# Source material
=====
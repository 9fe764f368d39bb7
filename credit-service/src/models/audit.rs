//! Audit record model for privileged mutations.

use chrono::{DateTime, Utc};
use serde::{Deserialize, Serialize};
use sqlx::FromRow;

pub const ACTION_RECHARGE: &str = "billing.recharge";
pub const ACTION_UPDATE_STATUS: &str = "user.update_status";
pub const ACTION_UPDATE_ROLE: &str = "user.update_role";

pub const TARGET_USER: &str = "user";

/// Immutable before/after snapshot of a privileged mutation.
#[derive(Debug, Clone, PartialEq, FromRow, Serialize, Deserialize)]
pub struct AuditRecord {
    pub audit_id: i64,
    pub actor_id: i64,
    pub action: String,
    pub target_type: String,
    pub target_id: String,
    pub before_json: Option<serde_json::Value>,
    pub after_json: Option<serde_json::Value>,
    pub ip: Option<String>,
    pub user_agent: Option<String>,
    pub created_utc: DateTime<Utc>,
}

/// Who performed a mutation and from where.
#[derive(Debug, Clone, Default, PartialEq, Eq, Serialize, Deserialize)]
pub struct ActorMeta {
    pub ip: String,
    pub user_agent: String,
}

impl ActorMeta {
    pub fn new(ip: impl Into<String>, user_agent: impl Into<String>) -> Self {
        Self {
            ip: ip.into(),
            user_agent: user_agent.into(),
        }
    }
}

/// Input for appending an audit record.
#[derive(Debug, Clone, PartialEq, Serialize, Deserialize)]
pub struct NewAuditRecord {
    pub actor_id: i64,
    pub action: String,
    pub target_type: String,
    pub target_id: String,
    pub before_json: Option<serde_json::Value>,
    pub after_json: Option<serde_json::Value>,
    pub ip: Option<String>,
    pub user_agent: Option<String>,
}

/// Filter parameters for listing audit records.
#[derive(Debug, Clone, Default)]
pub struct ListAuditFilter {
    pub actor_id: Option<i64>,
    pub action: Option<String>,
    pub target_type: Option<String>,
    pub target_id: Option<String>,
}

impl ListAuditFilter {
    pub fn matches(&self, record: &AuditRecord) -> bool {
        self.actor_id.map_or(true, |id| record.actor_id == id)
            && self.action.as_deref().map_or(true, |a| record.action == a)
            && self
                .target_type
                .as_deref()
                .map_or(true, |t| record.target_type == t)
            && self
                .target_id
                .as_deref()
                .map_or(true, |t| record.target_id == t)
    }
}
=====
# What is being asked
If a line in the entries holds the string "true", copy it.

# Completed task
        self.actor_id.map_or(true, |id| record.actor_id == id)
            && self.action.as_deref().map_or(true, |a| record.action == a)
                .map_or(true, |t| record.target_type == t)
                .map_or(true, |t| record.target_id == t)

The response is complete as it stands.